Robert Balfanz is being honored as a Champion of Change for his efforts in Educational Excellence for African Americans.
My professional work has revolved around figuring out what it will take to enable all our students to graduate from high schools prepared for adult success. I believe our current outcomes are an affront to what America can and needs to be. Far too many of our students, especially students of color who live in poverty, fail to graduate from high school. The good news is that, for the first time in forty years, the nation’s high school graduation rate is improving, and at a significant rate. Over the past four years, the graduation rate has increased by five percentage points. Those gains have been driven by improvements in the graduation rates of African American and Latino students, the very students for whom the dropout crisis has been the most acute. Much work, however, remains in order to insure that all students have the educational experiences and supports they need to graduate from high school prepared for college and career. This is essential because there is no work in the 21st century which can support a family without high school diplomas.
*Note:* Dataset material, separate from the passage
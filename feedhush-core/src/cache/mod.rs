pub mod decision_cache;

pub use decision_cache::{DecisionCache, PendingDecision, DEFAULT_CACHE_CAPACITY};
The challenge that remains for African American students is that, even with the progress of the past five years, one in three students do not graduate with their class, and one in four attends a high school where graduation is not the norm. About 11 percent of high schools, 1400 in number, produce half of the nation’s African American and Latino dropouts. Nearly all these high schools, in turn, educate students who live in neighborhoods of concentrated poverty. To move forward, we must organize our efforts. We must not only turnaround these schools and insure they provide a quality education which prepares their students for success, but we must also insure that students within the school have the supports they need to overcome the challenges of poverty. Poverty makes it more difficult for students in the nation’s low-graduation-rate high schools to come to school every day, pay attention in class, and get their school work done. Research shows that the best teachers and most evidence-based curriculums will have muted impacts if students are not able to attend, focus, and try.
Fortunately, it is being demonstrated more and more that the hungry bear of poverty can be pushed back. Whole school instructional and teaching improvements can be enhanced through the use of early warning systems and better targeted student supports provided by a growing number of non-profits and community organizations using evidence based strategies. These solutions will keep many more students on the path to high school graduation. The “Our Diplomas Now” program, for example, is showing that chronic absenteeism, behavioral struggles, and course failures in our most challenged schools can be cut in half or more.
Yet to truly provide all students who live in poverty with reliable pathways to adult success, bolder action will be needed. We need an innovation competition to re-design middle and high school so that it will be routine for students who live in high poverty communities to take and succeed in high school credit-bearing classes in eighth grade, and college credit-bearing classes in twelfth grade. This will provide students with direct experience to the expectations of the next level of schooling, while still providing the familiarity and support of their current school, where they are seen as the most advanced rather than the least experienced students. This is critical because we know it is in the transition years – sixth grade, ninth grade and the first year of college – when most of our high poverty students fall off the path to high school graduation and post-secondary success. As importantly, this plan would enable students to complete college in three years, which means financial aid can be spread over fewer years, increasing the amount available each year. Finally, what would have been the fourth year of college can be used as a year of community and national service (in exchange for enhanced financial aid), working in the highest-needs schools to provide the person-power needed to give students the tutoring, mentoring, role models, nagging, and nurturing they will need to overcome the challenges of poverty and succeed in more demanding courses.
There is one final component that will be required. It was driven home to me during a visit to a school we were helping in Chicago. The ninth grade class was reading “A House on Mango Street,” and the teacher, as a discussion prompt, asked the class, “if [they] could, would [they] leave their neighborhood, and, if so, why.” Almost every single student said they would, and almost every one of them said it was because of their near-daily exposure to violence. Part of me at that moment felt that, instead of seeking to improve the school, we should be organizing an evacuation. But then, one student said it was only worth leaving if the violence did not follow them. What we need to acknowledge is that within the sub-set of schools which drive the dropout crisis, there is a further sub-set, which needs to take on a therapeutic role, one that both helps students cope and overcome the negative and often crippling aspects of exposure to violence, and one that shows that alternatives to violence exist. The truth is, in our most impacted neighborhoods, the public school is often the only societal institution with a physical presence in the community. As such, it needs to offer more than just academic instruction; it needs to provide students with the academic and non-academic experience and supports they need to thrive. Right now, schools are not resourced for this mission. To do this, we will need to become much better at integrating the funds and efforts currently housed in other city, state, and federal social service and justice agencies, usually disconnected from the schools, into a set of preventative, therapeutic, and wrap-around supports provided in the schools in our most challenged neighborhoods.